= Diego de Enzinas =

Spanish writer

Diego de Enzinas (c. 1520 – c. 15 March 1547), or Jacobus Dryander, Protestant scholar of Spanish origin, active in the Low Countries and Rome, executed by the Roman Inquisition.

Diego de Enzinas was the brother of the better-known Francisco de Enzinas. He was born into a successful merchant family in Burgos, Spain, a little before 1520. After going to the Low Countries for commercial training, he enrolled at the Collegium Trilingue of Louvain on 28 October 1538. He also studied in Paris. In March 1542 he was in Antwerp supervising the printing of a little book titled Breve y compendiosa institución de la religión cristiana. It was a translation made by his brother Francisco of John Calvin's 1538 Latin Catechism, to which was appended a translation of Martin Luther's Freedom of the Christian Man. It also contains an original prologue that may be the work of Diego (rather than Francisco) expressing a Protestant idea of justification by faith in language that would be familiar to Spanish alumbrados and Catholic humanists. Marcel Bataillon calls it 'an exceptional piece of Protestant spiritual writing' (‘un trozo excepcional de literatura espiritual protestante'). Diego planned to smuggle copies of the book into Spain, but the Spanish Inquisition got wind of the plan.
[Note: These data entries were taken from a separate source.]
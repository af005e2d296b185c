#[cfg(test)]
mod tests {
    use approx::assert_abs_diff_eq;

    use segcap::{
        math::{Point3, Ray, Vec3},
        query::GeometryQuery,
        scene::{
            display_name, Categories, DetectableSet, ObjectId, Scene, SceneError,
            SceneLoadSettings, SceneObject,
        },
    };

    use crate::common::temp_dir;

    const TOWN: &str = r#"
name: town
objects:
  - name: Road
    categories: [road]
    color: [0.35, 0.35, 0.35]
    shapes:
      - type: cuboid
        center: [0, -0.05, 100]
        size: [12, 0.1, 200]
  - name: Cube(Clone)
    categories: [detectable]
    color: [0.8, 0.2, 0.2]
    position: [0, 1, 40]
    shapes:
      - type: cuboid
        size: [2, 2, 2]
      - type: sphere
        center: [0, 2, 0]
        radius: 0.5
  - name: Wall
    position: [0, 0, 30]
    rotation: [0, 90, 0]
    shapes:
      - type: quad
        corners: [[0, -1, -1], [0, -1, 1], [0, 1, 1], [0, 1, -1]]
"#;

    fn load(yaml: &str) -> Result<Scene, SceneError> {
        Scene::from_yaml(yaml, &SceneLoadSettings::default())
    }

    #[test]
    fn objects() {
        let scene = load(TOWN).unwrap();
        assert_eq!(scene.name, "town");
        assert_eq!(scene.objects.len(), 3);

        let road = scene.object(ObjectId(0)).unwrap();
        assert_eq!(road.name, "Road");
        assert!(road.is_road());
        assert!(!road.is_detectable());
        assert_eq!(road.color, Vec3::new(0.35, 0.35, 0.35));

        let cube = scene.object(ObjectId(1)).unwrap();
        assert_eq!(cube.categories, Categories::DETECTABLE);
        assert_eq!(cube.display_name(), "Cube");

        let wall = scene.object(ObjectId(2)).unwrap();
        assert!(wall.categories.is_empty());
        assert!(scene.object(ObjectId(3)).is_none());

        // 12 + 12 triangles, one sphere and 2 triangles
        assert_eq!(scene.bvh.shape_count(), 27);
    }

    #[test]
    fn object_bounds() {
        let scene = load(TOWN).unwrap();
        let road = scene.object_bounds[0];
        assert_abs_diff_eq!(road.p_min, Point3::new(-6.0, -0.1, 0.0), epsilon = 1e-5);
        assert_abs_diff_eq!(road.p_max, Point3::new(6.0, 0.0, 200.0), epsilon = 1e-5);

        // Every shape of the cube object counts
        let cube = scene.object_bounds[1];
        assert_abs_diff_eq!(cube.p_min, Point3::new(-1.0, 0.0, 39.0), epsilon = 1e-5);
        assert_abs_diff_eq!(cube.p_max, Point3::new(1.0, 3.5, 41.0), epsilon = 1e-5);

        let roads: Vec<_> = scene.roads().map(|(o, _)| o.name.clone()).collect();
        assert_eq!(roads, vec!["Road".to_string()]);
    }

    #[test]
    fn query() {
        let scene = load(TOWN).unwrap();
        let origin = Point3::new(0.0, 0.5, 0.0);
        let forward = Vec3::new(0.0, 0.0, 1.0);

        // The rotated wall faces the camera and sits in front of the cube
        let hit = scene
            .query(Ray::new(origin, forward, f32::INFINITY), 200.0)
            .unwrap();
        assert_eq!(hit.object, ObjectId(2));
        assert_abs_diff_eq!(hit.t, 30.0, epsilon = 1e-4);

        // Past the wall's edge the cube is next
        let origin = Point3::new(0.0, 1.5, 0.0);
        let hit = scene
            .query(Ray::new(origin, forward, f32::INFINITY), 200.0)
            .unwrap();
        assert_eq!(hit.object, ObjectId(1));
        assert_abs_diff_eq!(hit.t, 39.0, epsilon = 1e-4);

        // Limited by the query distance, not the ray
        assert!(scene
            .query(Ray::new(origin, forward, f32::INFINITY), 20.0)
            .is_none());

        let up = Vec3::new(0.0, 1.0, 0.0);
        assert!(scene
            .query(Ray::new(Point3::new(0.0, 5.0, 0.0), up, f32::INFINITY), 200.0)
            .is_none());
    }

    #[test]
    fn display_names() {
        assert_eq!(display_name("Car(Clone)"), "Car");
        assert_eq!(display_name("Car(Clone)(Clone)"), "Car");
        assert_eq!(display_name("Sign (Clone) A"), "Sign  A");
        assert_eq!(display_name("props/bin\\1"), "props_bin_1");
        assert_eq!(display_name("Plain"), "Plain");
    }

    #[test]
    fn detectable_set() {
        let objects = vec![
            SceneObject::new("a", Categories::DETECTABLE, Vec3::zeros()),
            SceneObject::new("b", Categories::ROAD, Vec3::zeros()),
            SceneObject::new("c", Categories::ROAD | Categories::DETECTABLE, Vec3::zeros()),
        ];
        let set = DetectableSet::new(&objects);
        assert!(set.contains(ObjectId(0)));
        assert!(!set.contains(ObjectId(1)));
        assert!(set.contains(ObjectId(2)));
        assert!(!set.contains(ObjectId(3)));
        assert_eq!(set.len(), 2);

        let set = DetectableSet::from_ids(3, &[ObjectId(1), ObjectId(9)]);
        assert!(set.contains(ObjectId(1)));
        assert!(!set.contains(ObjectId(0)));
        assert!(!set.contains(ObjectId(9)));
        assert!(DetectableSet::default().is_empty());
    }

    #[test]
    fn defaults() {
        let scene = load(
            r#"
objects:
  - name: Ball
    shapes:
      - type: sphere
        radius: 1
"#,
        )
        .unwrap();
        assert_eq!(scene.name, "");
        let ball = &scene.objects[0];
        assert!(ball.categories.is_empty());
        assert_eq!(ball.color, Vec3::new(0.5, 0.5, 0.5));
        assert_abs_diff_eq!(
            scene.object_bounds[0].p_max,
            Point3::new(1.0, 1.0, 1.0),
            epsilon = 1e-6
        );

        assert_eq!(load("objects: []").unwrap().objects.len(), 0);
    }

    #[test]
    fn mesh_shape() {
        let scene = load(
            r#"
objects:
  - name: Tri
    categories: [detectable]
    shapes:
      - type: mesh
        points: [[-1, -1, 5], [1, -1, 5], [0, 1, 5]]
        indices: [0, 1, 2]
"#,
        )
        .unwrap();
        let hit = scene
            .query(
                Ray::new(Point3::zeros(), Vec3::new(0.0, 0.0, 1.0), f32::INFINITY),
                10.0,
            )
            .unwrap();
        assert_eq!(hit.object, ObjectId(0));
    }

    #[test]
    fn invalid() {
        assert!(matches!(load("objects: ["), Err(SceneError::Parse(_))));
        assert!(matches!(
            load("objects:\n  - name: A\n    shapes:\n      - type: cone\n"),
            Err(SceneError::Parse(_))
        ));
        assert!(matches!(
            load("objects:\n  - name: A\n    categories: [vehicle]\n"),
            Err(SceneError::Parse(_))
        ));
        assert!(matches!(
            load("objects:\n  - name: A\n    shapes:\n      - type: sphere\n        radius: -1\n"),
            Err(SceneError::InvalidShape(_))
        ));
        assert!(matches!(
            load("objects:\n  - name: A\n    scale: [1, 0, 1]\n"),
            Err(SceneError::InvalidShape(_))
        ));
        assert!(matches!(
            load(concat!(
                "objects:\n  - name: A\n    shapes:\n      - type: mesh\n",
                "        points: [[0, 0, 0]]\n        indices: [0, 0, 1]\n",
            )),
            Err(SceneError::InvalidShape(_))
        ));
    }

    #[test]
    fn from_file() {
        let dir = temp_dir("scene-load");
        let path = dir.join("harbor.yaml");
        std::fs::write(&path, "objects:\n  - name: A\n").unwrap();

        let scene = Scene::load(&path, &SceneLoadSettings::default()).unwrap();
        // Unnamed scenes take the file name
        assert_eq!(scene.name, "harbor");
        assert_eq!(scene.objects.len(), 1);

        assert!(matches!(
            Scene::load(&dir.join("missing.yaml"), &SceneLoadSettings::default()),
            Err(SceneError::Io { .. })
        ));
    }
}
As a result, his family persuaded him to seek the relative safety of Rome, where he became part of an evangelical circle. However, the Roman Inquisition was reinstated there in 1542, and Diego fell foul of it after a letter he had written to Luther was intercepted. Under torture, Diego named the members of his religious circle. He was tried, and burned at the stake on or about 15 March 1547.